Total confirmed COVID cases by country at the start.

== Regional overviews ==
Significant regional disparities in COVID-19 mortality reflect demography, vaccination, surveillance capacity, and timing. According to WHO, as of March 2023, 43% of global reported COVID-19 deaths were in the Americas, followed by 32% in Europe and 12% in South-East Asia.The remaining WHO regions—Western Pacific, Eastern Mediterranean, and Africa—accounted for 14% of global deaths.

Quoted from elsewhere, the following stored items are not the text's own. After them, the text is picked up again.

//! Career analysis — typed model replies, prompt templates, the pluggable
//! analyst backend, and the full-analysis aggregation pipeline.

pub mod aggregator;
pub mod analyst;
pub mod handlers;
pub mod models;
pub mod prompts;
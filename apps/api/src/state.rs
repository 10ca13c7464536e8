use std::sync::Arc;

use crate::analysis::analyst::CareerAnalyst;
use crate::catalog::JobCatalog;
use crate::config::Config;

/// Shared application state injected into all route handlers via Axum
/// extractors. The catalog is read-only after startup, so no locking.
#[derive(Clone)]
pub struct AppState {
    pub catalog: Arc<JobCatalog>,
    /// Pluggable analyst backend. Live Gemini by default; canned when the
    /// OFFLINE_MODE toggle is set.
    pub analyst: Arc<dyn CareerAnalyst>,
    pub config: Config,
}
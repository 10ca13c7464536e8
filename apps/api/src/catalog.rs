//! Job Catalog — the static, in-memory set of job postings.
//!
//! Built once at startup and shared read-only behind `Arc`. The catalog never
//! filters; qualification logic lives in `engine`.

use chrono::NaiveDate;
use serde::{Deserialize, Serialize};

/// Salary band for a posting. `min <= max`, both positive.
#[derive(Debug, Clone, PartialEq, Serialize, Deserialize)]
pub struct SalaryRange {
    pub min: u64,
    pub max: u64,
    pub currency: String,
}

/// A single job posting. Immutable for the process lifetime.
///
/// `required_skills` is semantically a set of lowercase skill names — order
/// is presentation only, duplicates are meaningless.
#[derive(Debug, Clone, PartialEq, Serialize, Deserialize)]
#[serde(rename_all = "camelCase")]
pub struct JobRecord {
    pub id: u32,
    pub title: String,
    pub salary_range: SalaryRange,
    pub required_skills: Vec<String>,
    #[serde(skip_serializing_if = "Option::is_none")]
    pub company: Option<String>,
    #[serde(skip_serializing_if = "Option::is_none")]
    pub location: Option<String>,
    #[serde(skip_serializing_if = "Option::is_none")]
    pub industry: Option<String>,
    #[serde(skip_serializing_if = "Option::is_none")]
    pub experience_level: Option<String>,
    #[serde(skip_serializing_if = "Option::is_none")]
    pub posted_date: Option<NaiveDate>,
}

/// Read-only collection of job postings, loaded once at startup.
/// A malformed bundled dataset is a build-time defect — see the tests below.
#[derive(Debug, Clone)]
pub struct JobCatalog {
    jobs: Vec<JobRecord>,
}

impl JobCatalog {
    /// Builds the bundled Rwanda digital-economy catalog.
    pub fn bundled() -> Self {
        Self {
            jobs: bundled_jobs(),
        }
    }

    /// Returns every posting, in catalog order. No filtering, no errors.
    pub fn jobs(&self) -> &[JobRecord] {
        &self.jobs
    }
}

/// Curated learning resource per catalog skill. Used by the canned analyst
/// when the external model must not be called.
const LEARNING_RESOURCES: &[(&str, &str)] = &[
    ("html", "https://www.youtube.com/watch?v=kUMe1FH4paE"),
    ("css", "https://www.youtube.com/watch?v=OEV8gHs_a38"),
    ("javascript", "https://www.youtube.com/watch?v=PkZNo7MFNFg"),
    ("react", "https://www.youtube.com/watch?v=bMknfKXIFA8"),
    ("python", "https://www.youtube.com/watch?v=rfscVS0vtbw"),
    ("fastapi", "https://www.youtube.com/watch?v=7t2alSnE2-I"),
    ("sql", "https://www.youtube.com/watch?v=HXV3zeQKqGY"),
    ("git", "https://www.youtube.com/watch?v=RGOj5yH7evk"),
    ("docker", "https://www.youtube.com/watch?v=3c-iBn73dDE"),
    ("pandas", "https://www.youtube.com/watch?v=vmEHCJofslg"),
    ("numpy", "https://www.youtube.com/watch?v=QUT1VHiLmmI"),
    ("powerbi", "https://www.youtube.com/watch?v=3u7MQz1EyPY"),
    ("seo", "https://www.youtube.com/watch?v=sSW_93qPApA"),
    ("sem", "https://www.youtube.com/watch?v=Pj2s1_yOotY"),
    ("social media marketing", "https://www.freecodecamp.org/"),
    ("google analytics", "https://www.freecodecamp.org/"),
    ("product management", "https://www.freecodecamp.org/"),
    ("fintech", "https://www.freecodecamp.org/"),
    ("agile", "https://www.freecodecamp.org/"),
    ("data analysis", "https://solvit.africa/"),
];

/// Looks up the curated learning resource for a skill (case-folded).
pub fn learning_resource(skill: &str) -> Option<&'static str> {
    let needle = skill.to_lowercase();
    LEARNING_RESOURCES
        .iter()
        .find(|(name, _)| *name == needle)
        .map(|(_, url)| *url)
}

fn bundled_jobs() -> Vec<JobRecord> {
    let job = |id: u32,
               title: &str,
               min: u64,
               max: u64,
               skills: &[&str],
               company: &str,
               experience_level: &str,
               posted: Option<NaiveDate>| JobRecord {
        id,
        title: title.to_string(),
        salary_range: SalaryRange {
            min,
            max,
            currency: "RWF".to_string(),
        },
        required_skills: skills.iter().map(|s| s.to_string()).collect(),
        company: Some(company.to_string()),
        location: Some("Kigali, Rwanda".to_string()),
        industry: Some("Technology".to_string()),
        experience_level: Some(experience_level.to_string()),
        posted_date: posted,
    };

    vec![
        job(
            1,
            "Entry-level Web Developer",
            150_000,
            300_000,
            &["html", "css", "javascript"],
            "Local Startup",
            "entry",
            NaiveDate::from_ymd_opt(2025, 5, 12),
        ),
        job(
            2,
            "Frontend Developer (React)",
            400_000,
            600_000,
            &["html", "css", "javascript", "react", "git"],
            "Fintech Co",
            "entry",
            NaiveDate::from_ymd_opt(2025, 5, 20),
        ),
        job(
            3,
            "Backend Developer (Python)",
            500_000,
            800_000,
            &["python", "fastapi", "sql", "docker", "git"],
            "Kigali Digital Services",
            "mid",
            NaiveDate::from_ymd_opt(2025, 6, 2),
        ),
        job(
            4,
            "Full-stack Developer",
            600_000,
            1_000_000,
            &[
                "html",
                "css",
                "javascript",
                "react",
                "python",
                "fastapi",
                "sql",
                "git",
            ],
            "PanAfrica Software",
            "mid",
            NaiveDate::from_ymd_opt(2025, 6, 9),
        ),
        job(
            5,
            "Data Analyst",
            400_000,
            700_000,
            &["python", "pandas", "numpy", "sql", "powerbi"],
            "Rwanda Analytics Group",
            "mid",
            NaiveDate::from_ymd_opt(2025, 6, 16),
        ),
        job(
            6,
            "Digital Marketing Specialist",
            300_000,
            500_000,
            &["seo", "sem", "social media marketing", "google analytics"],
            "Brand Reach Africa",
            "entry",
            NaiveDate::from_ymd_opt(2025, 6, 23),
        ),
        job(
            7,
            "Fintech Product Manager",
            800_000,
            1_500_000,
            &["product management", "fintech", "agile", "data analysis"],
            "Mobile Money Partners",
            "senior",
            NaiveDate::from_ymd_opt(2025, 6, 30),
        ),
    ]
}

These variations are influenced by population density, public health infrastructure, vaccine rollout, and pre-existing healthcare inequalities. Additionally, cultural factors, mobility patterns, and government interventions significantly affected the timing and magnitude of mortality waves.

COVID-19 death rates according to vaccination status in the US.

== Comparison with other global health threats ==
The WHO estimates that "COVID-19 was directly responsible for 8.7 million deaths in 2021," making it one of the world's leading causes of death that year. However, it did not exceed major chronic diseases: "The world's biggest killer is ischaemic heart disease, responsible for 13% of the world's total deaths." Lower respiratory infections (non-COVID) remained "the fifth leading cause of death in 2021."
COVID-19's mortality risk strongly increases with age. Analysis by Think Global Health notes that while children and adolescents face minimal direct mortality, indirect effects such as missed education, malnutrition, and mental health deterioration add significant long-term health burdens. After adjusting for under-reporting, analyses found COVID-19 ranked among the top three causes of death in several regions, including the second leading cause in the Americas and third in Europe.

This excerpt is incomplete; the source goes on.